The 8th Food Packaging Forum (FPF) workshop “Improving the chemical safety of food contact articles: Linking policy-making with scientific research” took place online on October 21-23, 2020. The opening talk by Martin Scheringer from the Swiss Federal Institute of Technology (ETH Zurich), Switzerland, who is also the president of the Food Packaging Forum’s (FPF) foundation board, presented a summary of FPF’s work in the past year.
In March 2020, FPF staff, together with over two dozens of international scientists and experts, published a peer-reviewed scientific consensus statement on food contact chemicals (FCCs) and human health. The statement identified seven specific areas for improvement and urged decision makers to reduce exposure to harmful FCCs originating from food contact materials and articles (FCMs/FCAs), as this is expected to contribute to prevention of chronic diseases prevalent in the human population.
The chemical complexity of FCMs and FCAs presents a continuous challenge with regard to hazard and risk assessment for FCCs that may migrate into food and thus contribute to human chemical exposure. Indeed, many FCCs are known to be hazardous to human health. At the same time, many FCCs remain poorly characterized or even entirely unknown, as is often the case for non-intentionally added substances (NIAS), but also, surprisingly, for many intentionally added substances (IAS) as well. Overall, “there is a lot of uncertainty associated with the human exposure to FCCs and with the health effects to which these chemicals may contribute,” Scheringer emphasized.
In an effort to reduce this uncertainty, FPF initiated the project Food Contact Chemicals and Human Health (FCCH). In a first step, a database of intentionally added food contact chemicals (FCCdb) has been compiled. Currently, the FCCdb records over 12’000 FCCs extracted from over 50 globally sourced regulatory and industry documents. Based on available authoritative hazard data, 608 of these FCCs were prioritized as the most urgent substitution candidates.

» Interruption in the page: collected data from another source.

//! Core Data Model
//!
//! Repository references, fetched file entries, classification partitions,
//! and the normalized analysis result every parse path converges on.

use serde::{Deserialize, Serialize};

// =============================================================================
// Repository Identity
// =============================================================================

/// Owner/repo pair identifying all hosting-API calls for one request
#[derive(Debug, Clone, PartialEq, Eq, Serialize, Deserialize)]
pub struct RepositoryRef {
    pub owner: String,
    pub repo: String,
}

impl RepositoryRef {
    pub fn new(owner: impl Into<String>, repo: impl Into<String>) -> Self {
        Self {
            owner: owner.into(),
            repo: repo.into(),
        }
    }

    /// `owner/repo` slug used in logs and chat repository ids
    pub fn slug(&self) -> String {
        format!("{}/{}", self.owner, self.repo)
    }
}

impl std::fmt::Display for RepositoryRef {
    fn fmt(&self, f: &mut std::fmt::Formatter<'_>) -> std::fmt::Result {
        write!(f, "{}/{}", self.owner, self.repo)
    }
}

// =============================================================================
// File Tree & Contents
// =============================================================================

/// One entry of the recursive git tree listing
#[derive(Debug, Clone, Serialize, Deserialize)]
pub struct TreeEntry {
    pub path: String,
    /// `blob` for files, `tree` for directories
    #[serde(rename = "type")]
    pub entry_type: String,
    #[serde(default)]
    pub size: Option<u64>,
}

impl TreeEntry {
    pub fn is_blob(&self) -> bool {
        self.entry_type == "blob"
    }
}

/// A fetched, UTF-8 decoded repository file
#[derive(Debug, Clone, Serialize, Deserialize)]
pub struct FileEntry {
    pub path: String,
    pub content: String,
    pub size: usize,
}

/// Partition of a repository's blob paths into disjoint categories.
/// Classification priority: config > tests > docs > build > assets > source.
#[derive(Debug, Clone, Default, PartialEq, Eq, Serialize, Deserialize)]
pub struct FileCategories {
    pub config: Vec<String>,
    pub source: Vec<String>,
    pub tests: Vec<String>,
    pub docs: Vec<String>,
    pub assets: Vec<String>,
    pub build: Vec<String>,
}

impl FileCategories {
    pub fn total(&self) -> usize {
        self.config.len()
            + self.source.len()
            + self.tests.len()
            + self.docs.len()
            + self.assets.len()
            + self.build.len()
    }
}

// =============================================================================
// Analysis Result
// =============================================================================

/// An API endpoint surfaced by analysis
#[derive(Debug, Clone, PartialEq, Eq, Serialize, Deserialize)]
pub struct Endpoint {
    pub method: String,
    pub path: String,
    #[serde(default)]
    pub description: String,
}

/// A function surfaced by analysis
#[derive(Debug, Clone, PartialEq, Eq, Serialize, Deserialize)]
pub struct FunctionInfo {
    pub name: String,
    #[serde(default)]
    pub description: String,
}

/// Normalized analysis output. Every field defaults so a partial or absent
/// model response still yields a complete value - no field is ever null
/// once it crosses a component boundary.
#[derive(Debug, Clone, Default, Serialize, Deserialize)]
#[serde(default)]
pub struct AnalysisResult {
    pub overview: String,
    pub endpoints: Vec<Endpoint>,
    pub functions: Vec<FunctionInfo>,
    pub dependencies: Vec<String>,
    pub architecture: String,
    #[serde(alias = "keyFeatures")]
    pub key_features: Vec<String>,
    #[serde(alias = "setupSteps")]
    pub setup_steps: Vec<String>,
}

// =============================================================================
// Publish Result
// =============================================================================

/// Result of a successful documentation publish
#[derive(Debug, Clone, Serialize, Deserialize)]
pub struct PullRequestResult {
    pub number: u64,
    pub url: String,
    pub branch_name: String,
    pub files_created: Vec<String>,
}

#[cfg(test)]
mod tests {
    use super::*;

    #[test]
    fn test_repository_ref_slug() {
        let repo = RepositoryRef::new("octocat", "hello-world");
        assert_eq!(repo.slug(), "octocat/hello-world");
        assert_eq!(repo.to_string(), "octocat/hello-world");
    }

    #[test]
    fn test_tree_entry_blob() {
        let blob = TreeEntry {
            path: "src/main.rs".into(),
            entry_type: "blob".into(),
            size: Some(100),
        };
        let dir = TreeEntry {
            path: "src".into(),
            entry_type: "tree".into(),
            size: None,
        };
        assert!(blob.is_blob());
        assert!(!dir.is_blob());
    }

    #[test]
    fn test_analysis_result_defaults_absent_fields() {
        // A payload missing most keys still decodes with concrete defaults.
        let result: AnalysisResult =
            serde_json::from_str(r#"{"overview": "a tool"}"#).unwrap();
        assert_eq!(result.overview, "a tool");
        assert!(result.endpoints.is_empty());
        assert!(result.functions.is_empty());
        assert!(result.dependencies.is_empty());
        assert_eq!(result.architecture, "");
    }

    #[test]
    fn test_endpoint_description_defaults() {
        let ep: Endpoint =
            serde_json::from_str(r#"{"method": "GET", "path": "/api/users"}"#).unwrap();
        assert_eq!(ep.description, "");
    }
}
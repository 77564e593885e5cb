//! Repository URL Parsing
//!
//! Extracts the owner/repo pair from the common shapes of a GitHub URL.

use regex::Regex;
use std::sync::LazyLock;

use crate::types::{DocweaveError, RepositoryRef, Result};

static REPO_URL: LazyLock<Regex> =
    LazyLock::new(|| Regex::new(r"github\.com/([^/]+)/([^/?]+)").expect("valid regex"));

/// Parse a GitHub repository URL into its owner/repo pair.
///
/// Accepts `https://github.com/owner/repo`, with or without a trailing
/// `.git` suffix, extra path segments, or query strings. Anything that
/// does not contain a `github.com/owner/repo` core is rejected.
pub fn parse_repo_url(url: &str) -> Result<RepositoryRef> {
    let caps = REPO_URL.captures(url).ok_or_else(|| {
        DocweaveError::InvalidUrl(format!("Invalid GitHub repository URL: {}", url))
    })?;

    let owner = caps[1].to_string();
    let repo = caps[2].trim_end_matches(".git").to_string();

    if owner.is_empty() || repo.is_empty() {
        return Err(DocweaveError::InvalidUrl(format!(
            "Invalid GitHub repository URL: {}",
            url
        )));
    }

    Ok(RepositoryRef::new(owner, repo))
}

Based on authoritative hazard data, 608 FCCs were prioritized as the most urgent substitution candidates. A publication describing the FCCdb has been recently accepted in Environment International and will soon appear in print.
Currently, the FCCH project members focus on systematic mapping of literature on FCCs that are known to migrate or be extractable from FCMs/FCAS. Next, human exposure evidence from biomonitoring studies will be reviewed, and then the associations between the human exposure-relevant FCCs and adverse human health outcomes will be addressed.
Scheringer stressed that more types of toxic effects need to be considered, in particular endocrine disruption, when identifying FCCs which could be hazardous to human health. In addition, mixture toxicity needs to be properly addressed. To identify viable solutions, a continuous multi-stakeholder dialogue is essential, and one of the FPF’s mission is supporting and further developing such a dialogue among FCM experts from different backgrounds.
Muncke, J., et al. (2020). “Impacts of food contact chemicals on human health: a consensus statement.” Environmental Health 19: 25.